| TASK ITEM |
This exercise calls for every record to be set down again, exactly and in full.

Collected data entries
──────────────────────────────
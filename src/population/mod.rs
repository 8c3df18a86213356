//! Population types
//!
//! This module provides the individual and population container types.

pub mod individual;
pub mod population;

pub use individual::Individual;
pub use population::Population;

pub mod prelude {
    pub use super::individual::Individual;
    pub use super::population::Population;
}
──────────────────────────────
| REPLY TO THE EXERCISE |
filename src/population/mod.rs
repository 8c3df18a86213356
//! Population types
//!
//! This module provides the individual and population container types.

pub mod individual;
pub mod population;

pub use individual::Individual;
pub use population::Population;

pub mod prelude {
    pub use super::individual::Individual;
    pub use super::population::Population;
}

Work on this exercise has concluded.